Intrauterine growth restriction is considered a multifactorial disease potentially involving several risk factors, including social, cultural, environmental, and lifestyle factors. Social health determinants including low socioeconomic status, maternal age, education, inadequate prenatal care, pre-pregnancy weight age, short inter-pregnancy interval, smoking, and alcohol has considerable impact on IUGR. Such factors seem to vary with the economic status of the country. Approximately, 50% of the IUGR cases are due to reduced weight-gain, low BMI, if first time pregnant, short body build, and 25% cases are due to smoking habits in women in developed countries. Contrarily, cigarette smoking is considerably less in developing countries with an increased risk from other socio-health determinants.16 Other risk factors include infections, nutritional abnormalities, and chromosomal abnormalities, yet a significant number of cases are idiopathic.17 However, uteroplacental dysfunction due to decreased or a lack of maternal uteroplacental blood supply is a common leading cause of IUGR.18
Healthy placental functioning is essential for normal fetal development. Placental dysfunction restricts fetal growth. However, the exact pathophysiological processes underlying IUGR are still unclear. Approximately, 76% of intrauterine deaths are associated with IUGR.19 It is hypothesized that placental incompetency occurs early in pregnancy, at the time of trophoblast incorporation into the spiral arteries in the placental bed.20 This process requires increased energy to support cell division, development, and metabolism, which, in turn, generates excessive ROS, resulting in OS, and oxidative damage might play a crucial role in IUGR pathogenesis. In utero, the placenta is an important source of OS during pregnancy as polyunsaturated fatty acids are peroxidized into the maternal circulation. Oxidative stress is caused by an oxidant-antioxidant imbalance. Maternal consequences of IUGR could be due to free-radical generation because of defective spiral artery remodeling and decreased uteroplacental blood flow, as implicated in IUGR. Oxidative stress leads to placental insufficiency and subsequently to IUGR. To support this hypothesis, our results showed a significant increase in major oxidation markers in IUGR patients’ plasma and tissues samples and HP women. In addition, we found significantly decreased plasma and placental tissue activities, as well as significantly down-regulated expression levels of mRNA of major antioxidant glutathione-related enzymes in the placental tissue of IUGR patients compared to HP women. Therefore, the uncontrolled OS observed might have resulted in DNA damage, telomere shortening, and increased senescence of fetal membranes, leading to parturition, as previously described.15,21
During gestation, the antioxidant defense system quenches the free radicals generated in the placenta. Among major antioxidant enzymes, superoxide dismutase (SOD) encountered for primary defense mechanism, catalyzing the dismutation or reduction of SOA (O2•–) into H2O2. Hydrogen peroxide is then converted into water and oxygen by GPx, which eliminates H2O2 through the oxidization of GSH into GSSG. In addition to H2O2, GPx can oxidize GSH and reduces lipid and nonlipid hydroperoxides.5 In turn, GR, a flavor-protein enzyme, can use NADPH and result in GSH regeneration from GSSG, which allows the maintenance of a normal high intracellular GSH-GSSG ratio and preservation of the oxidative balance. The molar GSH-GSSG ratio is considered a cellular redox buffer indicating the cellular redox status22 and allows the maintenance of cellular homeostasis. When this balance changes in the direction of oxidative metabolism and excessive ROS generation, OS prevails, causing many diseases.23,24 Nicotinamide adenine dinucleotide phosphate and GR are the 2 most important components that regulate and maintain GSH levels (reduced-active form). The 39% decrease in the GSH-GSSG ratio in IUGR patients observed in this study could be due to decreased GSH and increased GSSG levels under OS.

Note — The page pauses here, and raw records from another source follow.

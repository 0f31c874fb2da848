/*
 * This Source Code Form is subject to the terms of the Mozilla Public
 * License, v. 2.0. If a copy of the MPL was not distributed with this
 * file, You can obtain one at https://mozilla.org/MPL/2.0/.
 */

use std::{fmt, str::FromStr};

use anyhow::{anyhow, bail, Result};

use super::{Board, Color, Square, LONG_CASTLE, SHORT_CASTLE};

/// A growable list of [`Move`]s.
///
/// Malformed placements can hold any number of pieces, so there is no fixed upper bound.
pub type MoveList = Vec<Move>;

/// Represents a move made on a chess board.
///
/// A move is either a coordinate pair (`"e2e4"`) or one of the two castling tokens,
/// which carry no squares of their own. The castling squares depend on the side
/// making the move; see [`Move::origin`] and [`Move::destination`].
#[derive(Clone, Copy, PartialEq, Eq, Hash, PartialOrd, Ord)]
pub enum Move {
    /// Whatever stands on `from` is moved onto `to`, overwriting anything there.
    Normal { from: Square, to: Square },

    /// King from its home square to the g-file, corner rook to the f-file.
    ShortCastle,

    /// King from its home square to the c-file, corner rook to the d-file.
    LongCastle,
}

impl Move {
    /// Creates a new coordinate [`Move`].
    #[inline(always)]
    pub const fn new(from: Square, to: Square) -> Self {
        Self::Normal { from, to }
    }

    /// Returns `true` if this is either castling token.
    #[inline(always)]
    pub const fn is_castle(&self) -> bool {
        matches!(self, Self::ShortCastle | Self::LongCastle)
    }

    /// The square this move starts from, when made by `color`.
    ///
    /// # Example
    /// ```
    /// # use rookery::{Color, Move, Square};
    /// assert_eq!(Move::new(Square::E2, Square::E4).origin(Color::Black), Square::E2);
    /// assert_eq!(Move::LongCastle.origin(Color::Black), Square::E8);
    /// ```
    #[inline(always)]
    pub const fn origin(&self, color: Color) -> Square {
        match *self {
            Self::Normal { from, .. } => from,
            Self::ShortCastle | Self::LongCastle => Square::E1.rank_relative_to(color),
        }
    }

    /// The square this move lands on, when made by `color`.
    ///
    /// For the castling tokens, this is where the king ends up.
    ///
    /// # Example
    /// ```
    /// # use rookery::{Color, Move, Square};
    /// assert_eq!(Move::ShortCastle.destination(Color::White), Square::G1);
    /// assert_eq!(Move::LongCastle.destination(Color::Black), Square::C8);
    /// ```
    #[inline(always)]
    pub const fn destination(&self, color: Color) -> Square {
        match *self {
            Self::Normal { to, .. } => to,
            Self::ShortCastle => Square::G1.rank_relative_to(color),
            Self::LongCastle => Square::C1.rank_relative_to(color),
        }
    }

    /// Where the corner rook starts and ends for a castling token made by `color`.
    #[inline(always)]
    pub const fn rook_squares(&self, color: Color) -> Option<(Square, Square)> {
        match self {
            Self::Normal { .. } => None,
            Self::ShortCastle => Some((
                Square::H1.rank_relative_to(color),
                Square::F1.rank_relative_to(color),
            )),
            Self::LongCastle => Some((
                Square::A1.rank_relative_to(color),
                Square::D1.rank_relative_to(color),
            )),
        }
    }

    /// Parses a move for `color` on `board`.
    ///
    /// On top of [`Move::from_str`], a king moving from its home square to the g- or
    /// c-file is read as the matching castling token.
    ///
    /// # Example
    /// ```
    /// # use rookery::*;
    /// let board = Board::from_placement("r3k2r/8/8/8/8/8/8/R3K2R");
    /// assert_eq!(Move::from_uci(&board, Color::White, "e1g1").unwrap(), Move::ShortCastle);
    /// assert_eq!(Move::from_uci(&board, Color::Black, "e8c8").unwrap(), Move::LongCastle);
    /// assert_eq!(Move::from_uci(&board, Color::White, "a1a8").unwrap(), Move::new(Square::A1, Square::A8));
    /// ```
    pub fn from_uci(board: &Board, color: Color, uci: &str) -> Result<Self> {
        let mv = Self::from_str(uci)?;

        let Self::Normal { from, to } = mv else {
            return Ok(mv);
        };

        let home = Square::E1.rank_relative_to(color);
        let is_own_king = board
            .piece_at(from)
            .is_some_and(|piece| piece.is_king() && piece.color() == color);

        if is_own_king && from == home {
            if to == Self::ShortCastle.destination(color) {
                return Ok(Self::ShortCastle);
            } else if to == Self::LongCastle.destination(color) {
                return Ok(Self::LongCastle);
            }
        }

        Ok(mv)
    }

    /// Formats this move as text: `"e2e4"`, `"O-O"` or `"O-O-O"`.
    #[inline(always)]
    pub fn to_uci(&self) -> String {
        self.to_string()
    }
}

impl FromStr for Move {
    type Err = anyhow::Error;

    /// Parses a coordinate move (`"e2e4"`) or a castling token (`"O-O"`, `"O-O-O"`, with `0` also accepted).
    fn from_str(s: &str) -> Result<Self, Self::Err> {
        let s = s.trim();

        match s {
            "O-O" | "0-0" => return Ok(Self::ShortCastle),
            "O-O-O" | "0-0-0" => return Ok(Self::LongCastle),
            _ => {}
        }

        if s.chars().count() != 4 {
            bail!("Move str must be 4 chars or a castling token ({SHORT_CASTLE:?}, {LONG_CASTLE:?}). Got {s:?}");
        }

        let from = s
            .get(0..2)
            .ok_or(anyhow!("Move str must contain a `from` square. Got {s:?}"))?;
        let to = s
            .get(2..4)
            .ok_or(anyhow!("Move str must contain a `to` square. Got {s:?}"))?;

        Ok(Self::new(Square::from_uci(from)?, Square::from_uci(to)?))
    }
}

impl fmt::Display for Move {
    /// A [`Move`] is displayed as its text form.
    #[inline(always)]
    fn fmt(&self, f: &mut fmt::Formatter<'_>) -> fmt::Result {
        match self {
            Self::Normal { from, to } => write!(f, "{from}{to}"),
            Self::ShortCastle => write!(f, "{SHORT_CASTLE}"),
            Self::LongCastle => write!(f, "{LONG_CASTLE}"),
        }
    }
}

impl fmt::Debug for Move {
    #[inline(always)]
    fn fmt(&self, f: &mut fmt::Formatter<'_>) -> fmt::Result {
        match self {
            Self::Normal { .. } => write!(f, "{self} (Normal)"),
            Self::ShortCastle => write!(f, "{self} (Short Castle)"),
            Self::LongCastle => write!(f, "{self} (Long Castle)"),
        }
    }
}

impl<T: AsRef<str>> PartialEq<T> for Move {
    #[inline(always)]
    fn eq(&self, other: &T) -> bool {
        self.to_uci().eq(other.as_ref())
    }
}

Further, results demonstrated significant change in levels of glutathione related enzymes in IUGR patients compared to HP women. Plasma and placental GPx, GR, GST, GCL, and GS levels significantly decreased in IUGR patients’ (p<0.001), which is consistent with previous reports.25 Similarly, the enhanced lipid peroxidation and diminished antioxidant status observed are consistent with the results of recent studies.26 Hence, the literature and this study unanimously indicate lipid peroxide products as prominent risk factors of OS and IUGR.
The poor antioxidant status and diminished glutathione-related antioxidant enzyme activity observed in this study were confirmed by the recorded downregulation in the gene expression profiles of all studied enzymes. This downregulation could be due to the deleterious effect of ROS on trophoblastic cells, leading to gene inactivation with a net decrease in the transcription and protein synthesis of these enzymes. The mRNA profiling results were confirmed by H2O2, SOA, MDA, and PCC levels and GSH-GSSG ratio and decreased GSH levels in IUGR patients compared to HP women. All the OS markers studied indicated OS as a causative factor for IUGR.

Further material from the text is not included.